**TASK**
Set the data down again, word for word, as it appears below.

[[ TASK DATA open ]]

use std::path::PathBuf;
use std::process::exit;

use anyhow::{Context, Result};
use chrono::Local;
use clap::{ArgAction, Parser};
use itertools::Itertools;
use log::LevelFilter;
use strum::IntoEnumIterator;

use angry_monitor::capture::{read_cap_file, read_wired_cap_file, CaptureStats, PcapDumper};
use angry_monitor::{Bss, BssCounter, Monitor, MonitorConfig, Passphrase, StaCounter, Station};

#[derive(Parser)]
#[command(name = "AngryMonitor")]
#[command(author = "Ryan Butler (Ragnt)")]
#[command(about = "Watches 802.11 security state... and decrypts what it can.", long_about = None)]
#[command(version)]
struct Arguments {
    #[arg(short = 'r', long)]
    /// Wireless capture to replay (802.11 or radiotap pcap).
    read: Option<PathBuf>,

    #[arg(short = 'R', long)]
    /// Optional - Wired capture (Ethernet pcap) with EAPOL or RADIUS traffic.
    wired: Option<PathBuf>,

    #[arg(short = 'w', long)]
    /// Optional - Write processed and decrypted frames to this pcap.
    write: Option<PathBuf>,

    #[arg(short = 'p', long = "passphrase")]
    /// Passphrase as SSID:passphrase, or a bare passphrase for any network. Repeatable.
    passphrases: Vec<String>,

    #[arg(short = 's', long = "secret")]
    /// RADIUS shared secret. Repeatable.
    secrets: Vec<String>,

    #[arg(short = 'f', long)]
    /// Frames in the wireless capture carry a trailing FCS.
    fcs: bool,

    #[arg(short = 'd', long = "debug", action = ArgAction::Count)]
    /// More output; repeat for more.
    debug: u8,

    #[arg(short = 'q', long, conflicts_with = "debug")]
    /// Only print warnings and errors.
    quiet: bool,
}

fn init_logging(cli: &Arguments) {
    let level = match (cli.quiet, cli.debug) {
        (true, _) => LevelFilter::Warn,
        (false, 0) => LevelFilter::Info,
        (false, 1) => LevelFilter::Debug,
        _ => LevelFilter::Trace,
    };
    env_logger::Builder::new()
        .filter_level(level)
        .parse_default_env()
        .format_timestamp_millis()
        .init();
}

fn build_config(cli: &Arguments) -> Result<MonitorConfig> {
    let passphrases = cli
        .passphrases
        .iter()
        .map(|p| p.parse::<Passphrase>())
        .collect::<Result<Vec<_>, _>>()
        .context("invalid passphrase")?;
    Ok(MonitorConfig::default()
        .passphrases(passphrases)
        .radius_secrets(cli.secrets.clone())
        .fcs(cli.fcs))
}

fn main() -> Result<()> {
    let cli = Arguments::parse();
    init_logging(&cli);

    if cli.read.is_none() && cli.wired.is_none() {
        eprintln!("Nothing to do: give a wireless (-r) and/or wired (-R) capture.");
        exit(2);
    }

    let mut monitor = Monitor::new(build_config(&cli)?)?;
    let start = Local::now();
    println!("💲 Starting at {}", start.format("%Y-%m-%d %H:%M:%S"));

    if let Some(path) = &cli.write {
        let dumper = PcapDumper::create(path)?;
        monitor.set_sink(Box::new(dumper));
        println!("💲 Writing frames to {}", path.display());
    }

    // Wired traffic first: RADIUS exchanges there provide PMKs for the air.
    if let Some(path) = &cli.wired {
        println!("💲 Reading wired capture {}", path.display());
        let stats = read_wired_cap_file(&mut monitor, path)?;
        print_capture_stats(&stats);
    }

    if let Some(path) = &cli.read {
        println!("💲 Reading wireless capture {}", path.display());
        let stats = read_cap_file(&mut monitor, path)?;
        print_capture_stats(&stats);
    }

    // Dropping the sink flushes the output file.
    drop(monitor.take_sink());

    println!();
    print_monitor_summary(&monitor);
    println!();
    println!("Complete! Happy Monitoring! 🤙");
    Ok(())
}

fn print_capture_stats(stats: &CaptureStats) {
    println!(
        "💲 {} packets | {} decrypted | {} unreadable",
        stats.packets, stats.decrypted, stats.errors
    );
}

fn format_counters<C: IntoEnumIterator + std::fmt::Display + Copy>(
    get: impl Fn(C) -> u32,
) -> String {
    C::iter()
        .filter(|&c| get(c) > 0)
        .map(|c| format!("{}={}", c, get(c)))
        .join(", ")
}

fn format_station(sta: &Station) -> String {
    let counters = format_counters::<StaCounter>(|c| sta.counter(c));
    format!(
        "    {} | {} | PTK: {} | {}",
        sta.addr(),
        sta.state(),
        if sta.ptk_set() { "yes" } else { "no" },
        if counters.is_empty() { "-".to_string() } else { counters }
    )
}

fn format_bss(bss: &Bss) -> String {
    let gtks = (0u8..4)
        .filter(|&i| bss.gtk.get(i).is_some())
        .map(|i| i.to_string())
        .join(",");
    format!(
        "[{}] {} | ch {} | stations: {} | GTK: {} | {}",
        bss.ssid_str(),
        bss.bssid(),
        bss.channel.map_or("?".to_string(), |c| c.to_string()),
        bss.station_count(),
        if gtks.is_empty() { "-".to_string() } else { gtks },
        format_counters::<BssCounter>(|c| bss.counter(c))
    )
}

fn print_monitor_summary(monitor: &Monitor) {
    let counters = monitor.counters();
    println!(
        "😈 Frames: mgmt {} | ctrl {} | data {} | wired {} | bad FCS {} | malformed {}",
        counters.rx_mgmt,
        counters.rx_ctrl,
        counters.rx_data,
        counters.rx_wired,
        counters.fcs_error,
        counters.malformed
    );

    let networks: Vec<&Bss> = monitor.bss_iter().sorted_by_key(|b| b.bssid()).collect();
    if networks.is_empty() {
        println!("AngryMonitor did not see any networks. 😔 Check the capture?");
        return;
    }
    for bss in networks {
        println!("{}", format_bss(bss));
        for sta in bss.stations().sorted_by_key(|s| s.addr()) {
            println!("{}", format_station(sta));
        }
    }
}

[[ TASK DATA closed ]]

**OUTPUT**
use std::path::PathBuf;
use std::process::exit;

use anyhow::{Context, Result};
use chrono::Local;
use clap::{ArgAction, Parser};
use itertools::Itertools;
use log::LevelFilter;
use strum::IntoEnumIterator;

use angry_monitor::capture::{read_cap_file, read_wired_cap_file, CaptureStats, PcapDumper};
use angry_monitor::{Bss, BssCounter, Monitor, MonitorConfig, Passphrase, StaCounter, Station};

#[derive(Parser)]
#[command(name = "AngryMonitor")]
#[command(author = "Ryan Butler (Ragnt)")]
#[command(about = "Watches 802.11 security state... and decrypts what it can.", long_about = None)]
#[command(version)]
struct Arguments {
    #[arg(short = 'r', long)]
    /// Wireless capture to replay (802.11 or radiotap pcap).
    read: Option<PathBuf>,

    #[arg(short = 'R', long)]
    /// Optional - Wired capture (Ethernet pcap) with EAPOL or RADIUS traffic.
    wired: Option<PathBuf>,

    #[arg(short = 'w', long)]
    /// Optional - Write processed and decrypted frames to this pcap.
    write: Option<PathBuf>,

    #[arg(short = 'p', long = "passphrase")]
    /// Passphrase as SSID:passphrase, or a bare passphrase for any network. Repeatable.
    passphrases: Vec<String>,

    #[arg(short = 's', long = "secret")]
    /// RADIUS shared secret. Repeatable.
    secrets: Vec<String>,

    #[arg(short = 'f', long)]
    /// Frames in the wireless capture carry a trailing FCS.
    fcs: bool,

    #[arg(short = 'd', long = "debug", action = ArgAction::Count)]
    /// More output; repeat for more.
    debug: u8,

    #[arg(short = 'q', long, conflicts_with = "debug")]
    /// Only print warnings and errors.
    quiet: bool,
}

fn init_logging(cli: &Arguments) {
    let level = match (cli.quiet, cli.debug) {
        (true, _) => LevelFilter::Warn,
        (false, 0) => LevelFilter::Info,
        (false, 1) => LevelFilter::Debug,
        _ => LevelFilter::Trace,
    };
    env_logger::Builder::new()
        .filter_level(level)
        .parse_default_env()
        .format_timestamp_millis()
        .init();
}

fn build_config(cli: &Arguments) -> Result<MonitorConfig> {
    let passphrases = cli
        .passphrases
        .iter()
        .map(|p| p.parse::<Passphrase>())
        .collect::<Result<Vec<_>, _>>()
        .context("invalid passphrase")?;
    Ok(MonitorConfig::default()
        .passphrases(passphrases)
        .radius_secrets(cli.secrets.clone())
        .fcs(cli.fcs))
}

fn main() -> Result<()> {
    let cli = Arguments::parse();
    init_logging(&cli);

    if cli.read.is_none() && cli.wired.is_none() {
        eprintln!("Nothing to do: give a wireless (-r) and/or wired (-R) capture.");
        exit(2);
    }

    let mut monitor = Monitor::new(build_config(&cli)?)?;
    let start = Local::now();
    println!("💲 Starting at {}", start.format("%Y-%m-%d %H:%M:%S"));

    if let Some(path) = &cli.write {
        let dumper = PcapDumper::create(path)?;
        monitor.set_sink(Box::new(dumper));
        println!("💲 Writing frames to {}", path.display());
    }

    // Wired traffic first: RADIUS exchanges there provide PMKs for the air.
    if let Some(path) = &cli.wired {
        println!("💲 Reading wired capture {}", path.display());
        let stats = read_wired_cap_file(&mut monitor, path)?;
        print_capture_stats(&stats);
    }

    if let Some(path) = &cli.read {
        println!("💲 Reading wireless capture {}", path.display());
        let stats = read_cap_file(&mut monitor, path)?;
        print_capture_stats(&stats);
    }

    // Dropping the sink flushes the output file.
    drop(monitor.take_sink());

    println!();
    print_monitor_summary(&monitor);
    println!();
    println!("Complete! Happy Monitoring! 🤙");
    Ok(())
}

fn print_capture_stats(stats: &CaptureStats) {
    println!(
        "💲 {} packets | {} decrypted | {} unreadable",
        stats.packets, stats.decrypted, stats.errors
    );
}

fn format_counters<C: IntoEnumIterator + std::fmt::Display + Copy>(
    get: impl Fn(C) -> u32,
) -> String {
    C::iter()
        .filter(|&c| get(c) > 0)
        .map(|c| format!("{}={}", c, get(c)))
        .join(", ")
}

fn format_station(sta: &Station) -> String {
    let counters = format_counters::<StaCounter>(|c| sta.counter(c));
    format!(
        "    {} | {} | PTK: {} | {}",
        sta.addr(),
        sta.state(),
        if sta.ptk_set() { "yes" } else { "no" },
        if counters.is_empty() { "-".to_string() } else { counters }
    )
}

fn format_bss(bss: &Bss) -> String {
    let gtks = (0u8..4)
        .filter(|&i| bss.gtk.get(i).is_some())
        .map(|i| i.to_string())
        .join(",");
    format!(
        "[{}] {} | ch {} | stations: {} | GTK: {} | {}",
        bss.ssid_str(),
        bss.bssid(),
        bss.channel.map_or("?".to_string(), |c| c.to_string()),
        bss.station_count(),
        if gtks.is_empty() { "-".to_string() } else { gtks },
        format_counters::<BssCounter>(|c| bss.counter(c))
    )
}

fn print_monitor_summary(monitor: &Monitor) {
    let counters = monitor.counters();
    println!(
        "😈 Frames: mgmt {} | ctrl {} | data {} | wired {} | bad FCS {} | malformed {}",
        counters.rx_mgmt,
        counters.rx_ctrl,
        counters.rx_data,
        counters.rx_wired,
        counters.fcs_error,
        counters.malformed
    );

    let networks: Vec<&Bss> = monitor.bss_iter().sorted_by_key(|b| b.bssid()).collect();
    if networks.is_empty() {
        println!("AngryMonitor did not see any networks. 😔 Check the capture?");
        return;
    }
    for bss in networks {
        println!("{}", format_bss(bss));
        for sta in bss.stations().sorted_by_key(|s| s.addr()) {
            println!("{}", format_station(sta));
        }
    }
}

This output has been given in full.